The word “de-dollarization” is increasingly being read and heard. In the year of turmoil for international trade brought about by Donald Trump’s tariff policy and his explicit threats to the independence of the Federal Reserve, Bank of America believes that the de-dollarization process “has been evident,” Citi says it is only a “mirage,” and Ninety One suggests we may be facing a turning point both for the U.S. currency and for international markets. The dollar has fallen nearly 9% this year.
In a note to its clients, BofA strategists highlighted the renewed weakness of the dollar, as “investors are increasingly focusing on currency hedging of U.S. dollar-denominated risk.”
According to Bank of America, “this will remain a recurring theme for some time, as we expect the U.S. dollar to depreciate further from its overvalued levels.”
The strategists also wrote that “maintaining a constructive view on U.S. equities is only compatible with adequate currency risk hedging of that exposure.”
They added that while the shift in foreign exchange reserve allocation away from the dollar has been “gradual,” the process of “de-dollarization” has been “evident.”
Just an Illusion?
Reserve managers at major central banks show a growing bias toward non-traditional currencies such as the Australian dollar, the Canadian dollar, and even the currencies of BRICS countries (Brazil, Russia, India, China, and South Africa). Although the change is gradual, BofA analysts described this process as a “fork” in reserves that could become a dominant trend in the coming years.
By contrast, Citigroup analysts used the word “mirage” to refute the view that “global investors are seeking to shed their dependence on the dollar.” The “de-dollarization” narrative, they said, is an “illusion” without support in economic data.
The team of strategists led by Osamu Takashima noted in a report to clients that U.S. balance of payments data show no signs of “mass dumping of dollar assets.”
The bank’s team added that, in the long run, there is no significant correlation between inflows into foreign securities (in size) and the performance of the dollar exchange rate. The strategists wrote: “We see de-dollarization as a narrative created to justify dollar weakening caused by position unwinding and adjustments to hedge ratios. We believe the risk of dollar depreciation should be considered separately from the issue of de-dollarization.”
A document signed by Daniel Morgan, analyst at the Investment Institute of Ninety One, suggests that the long period of leadership of U.S. stocks (and the strong dollar) could be reaching a turning point. And that the consensus that the United States will remain “the safe place” to invest is being challenged by several structural factors that could favor markets outside the U.S. in both developed and emerging countries.

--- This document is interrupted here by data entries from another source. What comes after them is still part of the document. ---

//! World grid: tile map plus per-tile durability
//!
//! Durability is encoded in the tile variant itself (bricks step down a ladder). Dimensions
//! are fixed when the grid is built and never change afterwards. Any lookup outside the grid
//! is treated as solid.

use glam::Vec2;
use serde::{Deserialize, Serialize};

use super::collision::Rect;
use crate::consts::{CANVAS_HEIGHT, CANVAS_WIDTH, TILE_SIZE};

/// Tile kinds
#[derive(Debug, Clone, Copy, PartialEq, Eq, Default, Serialize, Deserialize)]
pub enum Tile {
    #[default]
    Empty,
    Brick,
    BrickDamaged,
    BrickBroken,
    Steel,
    SteelDamaged1,
    SteelDamaged2,
    SteelDamaged3,
    Water,
    Grass,
    Base,
    Fog,
    Wire,
}

impl Tile {
    /// Blocks movement for anything that is not allowed through wire
    pub fn is_solid(self) -> bool {
        matches!(
            self,
            Tile::Brick
                | Tile::BrickDamaged
                | Tile::BrickBroken
                | Tile::Steel
                | Tile::SteelDamaged1
                | Tile::SteelDamaged2
                | Tile::SteelDamaged3
                | Tile::Water
                | Tile::Base
                | Tile::Wire
        )
    }

    /// Next step of the brick ladder, `None` for tiles that do not degrade
    pub fn degraded(self) -> Option<Tile> {
        match self {
            Tile::Brick => Some(Tile::BrickDamaged),
            Tile::BrickDamaged => Some(Tile::BrickBroken),
            Tile::BrickBroken => Some(Tile::Empty),
            _ => None,
        }
    }

    /// Layout glyph
    pub fn from_glyph(c: char) -> Option<Tile> {
        let tile = match c {
            '.' => Tile::Empty,
            '#' => Tile::Brick,
            'd' => Tile::BrickDamaged,
            'b' => Tile::BrickBroken,
            'S' => Tile::Steel,
            '1' => Tile::SteelDamaged1,
            '2' => Tile::SteelDamaged2,
            '3' => Tile::SteelDamaged3,
            '~' => Tile::Water,
            '"' => Tile::Grass,
            'B' => Tile::Base,
            'f' => Tile::Fog,
            'x' => Tile::Wire,
            _ => return None,
        };
        Some(tile)
    }
}

/// Who is asking about solidity
#[derive(Debug, Clone, Copy, PartialEq, Eq)]
pub enum Mover {
    Player,
    Enemy,
    /// Bosses may step onto wire (and get hurt by it)
    Boss,
    Projectile,
}

/// What a bullet's center landed on
#[derive(Debug, Clone, Copy, PartialEq, Eq)]
pub enum TileHit {
    Clear,
    /// Stopped by a solid or absorbing tile
    Tile { cx: i32, cy: i32 },
    /// Struck the base; the base is now permanently down
    Base { cx: i32, cy: i32 },
    /// Left the playfield
    OutOfBounds,
}

impl TileHit {
    pub fn is_hit(&self) -> bool {
        !matches!(self, TileHit::Clear)
    }
}

/// Tile coordinate of a pixel coordinate
#[inline]
pub fn tile_coord(px: f32) -> i32 {
    (px / TILE_SIZE).floor() as i32
}

/// Pixel center of a tile
#[inline]
pub fn tile_center(cx: i32, cy: i32) -> Vec2 {
    Vec2::new(
        cx as f32 * TILE_SIZE + TILE_SIZE / 2.0,
        cy as f32 * TILE_SIZE + TILE_SIZE / 2.0,
    )
}

/// Tile coordinates covered by a box (inclusive ranges)
pub fn footprint(rect: &Rect) -> (std::ops::RangeInclusive<i32>, std::ops::RangeInclusive<i32>) {
    let start_x = tile_coord(rect.pos.x);
    let end_x = tile_coord(rect.right() - 0.1);
    let start_y = tile_coord(rect.pos.y);
    let end_y = tile_coord(rect.bottom() - 0.1);
    (start_x..=end_x, start_y..=end_y)
}

/// The level's tile map
#[derive(Debug, Clone, PartialEq, Serialize, Deserialize)]
pub struct Grid {
    width: usize,
    height: usize,
    tiles: Vec<Tile>,
    /// Cleared by the first bullet that reaches a base tile
    base_intact: bool,
}

impl Grid {
    /// Grid filled with one tile kind
    pub fn filled(width: usize, height: usize, tile: Tile) -> Self {
        Self {
            width,
            height,
            tiles: vec![tile; width * height],
            base_intact: true,
        }
    }

    pub(super) fn from_tiles(width: usize, height: usize, tiles: Vec<Tile>) -> Self {
        debug_assert_eq!(tiles.len(), width * height);
        Self {
            width,
            height,
            tiles,
            base_intact: true,
        }
    }

    pub fn width(&self) -> usize {
        self.width
    }

    pub fn height(&self) -> usize {
        self.height
    }

    pub fn base_intact(&self) -> bool {
        self.base_intact
    }

    fn index(&self, cx: i32, cy: i32) -> Option<usize> {
        if cx < 0 || cy < 0 || cx as usize >= self.width || cy as usize >= self.height {
            return None;
        }
        Some(cy as usize * self.width + cx as usize)
    }

    /// Tile at a grid coordinate, `None` off-grid
    pub fn tile_at(&self, cx: i32, cy: i32) -> Option<Tile> {
        self.index(cx, cy).map(|i| self.tiles[i])
    }

    pub fn set_tile(&mut self, cx: i32, cy: i32, tile: Tile) {
        if let Some(i) = self.index(cx, cy) {
            self.tiles[i] = tile;
        }
    }

    /// Advance the brick ladder one step. Returns true if the tile changed.
    pub fn damage_tile(&mut self, cx: i32, cy: i32) -> bool {
        let Some(i) = self.index(cx, cy) else {
            return false;
        };
        match self.tiles[i].degraded() {
            Some(next) => {
                self.tiles[i] = next;
                true
            }
            None => false,
        }
    }

    /// Does the box overlap anything that blocks `mover`? Off-grid is always solid.
    pub fn box_overlaps_solid(&self, rect: &Rect, mover: Mover) -> bool {
        let (xs, ys) = footprint(rect);
        for cy in ys {
            for cx in xs.clone() {
                let Some(tile) = self.tile_at(cx, cy) else {
                    return true;
                };
                if mover == Mover::Boss && tile == Tile::Wire {
                    continue;
                }
                if tile.is_solid() {
                    return true;
                }
            }
        }
        false
    }

    /// Does the box cover at least one on-grid tile of `kind`?
    pub fn box_touches(&self, rect: &Rect, kind: Tile) -> bool {
        let (xs, ys) = footprint(rect);
        ys.into_iter()
            .any(|cy| xs.clone().any(|cx| self.tile_at(cx, cy) == Some(kind)))
    }

    /// Replace every fog tile with empty ground. Returns the cleared coordinates.
    pub fn clear_fog(&mut self) -> Vec<(i32, i32)> {
        let mut cleared = Vec::new();
        for (i, tile) in self.tiles.iter_mut().enumerate() {
            if *tile == Tile::Fog {
                *tile = Tile::Empty;
                cleared.push(((i % self.width) as i32, (i / self.width) as i32));
            }
        }
        cleared
    }

    pub fn count(&self, kind: Tile) -> usize {
        self.tiles.iter().filter(|t| **t == kind).count()
    }

    /// On-grid tiles of `kind` within `radius` tiles (Chebyshev) of a grid coordinate
    pub fn tiles_near(&self, cx: i32, cy: i32, radius: i32, kind: Tile) -> Vec<(i32, i32)> {
        let mut found = Vec::new();
        for ty in cy - radius..=cy + radius {
            for tx in cx - radius..=cx + radius {
                if self.tile_at(tx, ty) == Some(kind) {
                    found.push((tx, ty));
                }
            }
        }
        found
    }

    /// Bullet-vs-map test. Samples only the tile under the bullet's center.
    ///
    /// Solid tiles stop the bullet (wire absorbs it). A base hit also brings the base down
    /// for the rest of the session.
    pub fn bullet_hits_tile(&mut self, bullet: &Rect) -> TileHit {
        let center = bullet.center();
        let cx = tile_coord(center.x);
        let cy = tile_coord(center.y);

        match self.tile_at(cx, cy) {
            Some(Tile::Base) => {
                if self.base_intact {
                    log::info!("Base destroyed at ({}, {})", cx, cy);
                }
                self.base_intact = false;
                TileHit::Base { cx, cy }
            }
            Some(tile) if tile.is_solid() => TileHit::Tile { cx, cy },
            Some(_) => TileHit::Clear,
            None => {
                if center.x < 0.0
                    || center.x > CANVAS_WIDTH
                    || center.y < 0.0
                    || center.y > CANVAS_HEIGHT
                {
                    TileHit::OutOfBounds
                } else {
                    TileHit::Clear
                }
            }
        }
    }
}

#[cfg(test)]
mod tests {
    use super::*;
    use proptest::prelude::*;

    fn grid_with(cx: i32, cy: i32, tile: Tile) -> Grid {
        let mut grid = Grid::filled(4, 4, Tile::Empty);
        grid.set_tile(cx, cy, tile);
        grid
    }

    #[test]
    fn test_brick_ladder_three_hits() {
        let mut grid = grid_with(1, 1, Tile::Brick);
        assert!(grid.damage_tile(1, 1));
        assert_eq!(grid.tile_at(1, 1), Some(Tile::BrickDamaged));
        assert!(grid.damage_tile(1, 1));
        assert_eq!(grid.tile_at(1, 1), Some(Tile::BrickBroken));
        assert!(grid.damage_tile(1, 1));
        assert_eq!(grid.tile_at(1, 1), Some(Tile::Empty));
        // Fourth hit does nothing
        assert!(!grid.damage_tile(1, 1));
        assert_eq!(grid.tile_at(1, 1), Some(Tile::Empty));
    }

    #[test]
    fn test_steel_is_indestructible() {
        let mut grid = grid_with(0, 0, Tile::Steel);
        assert!(!grid.damage_tile(0, 0));
        assert_eq!(grid.tile_at(0, 0), Some(Tile::Steel));
    }

    #[test]
    fn test_off_grid_is_solid() {
        let grid = Grid::filled(4, 4, Tile::Empty);
        assert!(grid.box_overlaps_solid(&Rect::new(-1.0, 0.0, 10.0, 10.0), Mover::Player));
        assert!(!grid.box_overlaps_solid(&Rect::new(0.0, 0.0, 10.0, 10.0), Mover::Player));
    }

    #[test]
    fn test_boss_walks_through_wire() {
        let grid = grid_with(1, 1, Tile::Wire);
        let rect = Rect::new(32.0, 32.0, 28.0, 28.0);
        assert!(grid.box_overlaps_solid(&rect, Mover::Player));
        assert!(grid.box_overlaps_solid(&rect, Mover::Enemy));
        assert!(!grid.box_overlaps_solid(&rect, Mover::Boss));
        assert!(grid.box_touches(&rect, Tile::Wire));
    }

    #[test]
    fn test_footprint_excludes_exact_edge() {
        // A 32px box at the tile origin covers only that tile
        let (xs, ys) = footprint(&Rect::new(32.0, 32.0, 32.0, 32.0));
        assert_eq!(xs, 1..=1);
        assert_eq!(ys, 1..=1);
    }

    #[test]
    fn test_bullet_samples_center_only() {
        let mut grid = grid_with(1, 0, Tile::Brick);
        // Footprint straddles into the brick but the center is still in tile 0
        let bullet = Rect::new(29.0, 10.0, 4.0, 4.0);
        assert_eq!(grid.bullet_hits_tile(&bullet), TileHit::Clear);
        let bullet = Rect::new(31.0, 10.0, 4.0, 4.0);
        assert_eq!(grid.bullet_hits_tile(&bullet), TileHit::Tile { cx: 1, cy: 0 });
    }

    #[test]
    fn test_base_hit_is_permanent() {
        let mut grid = grid_with(2, 2, Tile::Base);
        assert!(grid.base_intact());
        let bullet = Rect::centered(tile_center(2, 2), 4.0);
        assert_eq!(grid.bullet_hits_tile(&bullet), TileHit::Base { cx: 2, cy: 2 });
        assert!(!grid.base_intact());
        // Base tile stays; flag never comes back
        grid.set_tile(2, 2, Tile::Empty);
        assert!(!grid.base_intact());
    }

    #[test]
    fn test_wire_absorbs_bullets() {
        let mut grid = grid_with(0, 0, Tile::Wire);
        let bullet = Rect::centered(tile_center(0, 0), 4.0);
        assert!(grid.bullet_hits_tile(&bullet).is_hit());
    }

    #[test]
    fn test_clear_fog_clears_everything() {
        let mut grid = Grid::filled(3, 3, Tile::Fog);
        grid.set_tile(1, 1, Tile::Steel);
        assert_eq!(grid.clear_fog().len(), 8);
        assert_eq!(grid.count(Tile::Fog), 0);
        assert_eq!(grid.tile_at(1, 1), Some(Tile::Steel));
        assert!(grid.clear_fog().is_empty());
    }

    proptest! {
        #[test]
        fn prop_damage_never_revives(hits in 0usize..8) {
            let mut grid = grid_with(0, 0, Tile::Brick);
            for _ in 0..hits {
                grid.damage_tile(0, 0);
            }
            let expected = match hits {
                0 => Tile::Brick,
                1 => Tile::BrickDamaged,
                2 => Tile::BrickBroken,
                _ => Tile::Empty,
            };
            prop_assert_eq!(grid.tile_at(0, 0), Some(expected));
        }

        #[test]
        fn prop_fog_clear_is_idempotent(fog in proptest::collection::vec(any::<bool>(), 20)) {
            let mut grid = Grid::filled(5, 4, Tile::Brick);
            for (i, &is_fog) in fog.iter().enumerate() {
                if is_fog {
                    grid.set_tile((i % 5) as i32, (i / 5) as i32, Tile::Fog);
                }
            }
            let fogged = fog.iter().filter(|f| **f).count();
            prop_assert_eq!(grid.clear_fog().len(), fogged);
            let after_first = grid.clone();
            prop_assert!(grid.clear_fog().is_empty());
            prop_assert!(grid == after_first);
            prop_assert_eq!(grid.count(Tile::Brick), 20 - fogged);
        }

        #[test]
        fn prop_tile_lookup_off_grid_is_none(cx in -10i32..20, cy in -10i32..20) {
            let grid = Grid::filled(4, 4, Tile::Empty);
            let inside = (0..4).contains(&cx) && (0..4).contains(&cy);
            prop_assert_eq!(grid.tile_at(cx, cy).is_some(), inside);
        }
    }
}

The report also notes that Europe has shifted from a phase of austerity to a more expansive policy, and that many emerging markets have healthier public finances than developed countries, giving them “room to maneuver.”
Looking Toward Other Regions
The global asset manager suggests that although international investors hold large positions in U.S. assets, “there is a risk that net flows into the U.S. may decrease or reverse.” For Ninety One, the dollar is overvalued compared to its history, and U.S. equities remain expensive in global terms.
One of the firm’s conclusions is that fundamental indicators suggest a “lower allocation to U.S. equities than is implied by market-cap weighted benchmarks, as international and emerging markets offer potentially higher returns.”
“In order to navigate successfully in this next cycle, investors must look beyond the familiar to identify new growth drivers emerging across regions, sectors, and market segments. Forward-looking diversification and careful, bottom-up selection will be necessary to capture a broader set of global opportunities shaped by fundamental trends rather than index inertia,” the firm emphasized in the report.
The Supreme Court will review on November 5 the legality of the global tariffs pushed by Donald Trump, who also repeatedly criticized the Federal Reserve for not cutting rates more aggressively. This, along with expectations of new rate cuts, is fueling the search for diversification in international portfolios and accelerating the partial move away from the dollar as the main reserve currency.